┌────────

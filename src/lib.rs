pub mod bus;
pub mod config;
pub mod health;
pub mod http;
pub mod messages;
pub mod nats;
pub mod provider;
pub mod resilience;
pub mod sink;
pub mod worker;

pub use bus::{create_bus, ConnectionPool, Envelope, MessageBus};
pub use config::Config;
pub use health::ConnectionHealthMonitor;
pub use http::{create_router, AppState};
pub use messages::{AudioFrameMessage, CallEndMessage, TranscriptMessage};
pub use provider::{CallContext, SpeechProvider, Transcript};
pub use resilience::CircuitBreaker;
pub use sink::TranscriptSink;
pub use worker::{AudioWorker, WorkerConfig};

└────────

**Problem**.
Exactly as written, give again every line from the one containing "pub use health::ConnectionHealthMonitor;" through the last line of the material above, and no other lines.

**Output for this task**.
pub use health::ConnectionHealthMonitor;
pub use http::{create_router, AppState};
pub use messages::{AudioFrameMessage, CallEndMessage, TranscriptMessage};
pub use provider::{CallContext, SpeechProvider, Transcript};
pub use resilience::CircuitBreaker;
pub use sink::TranscriptSink;
pub use worker::{AudioWorker, WorkerConfig};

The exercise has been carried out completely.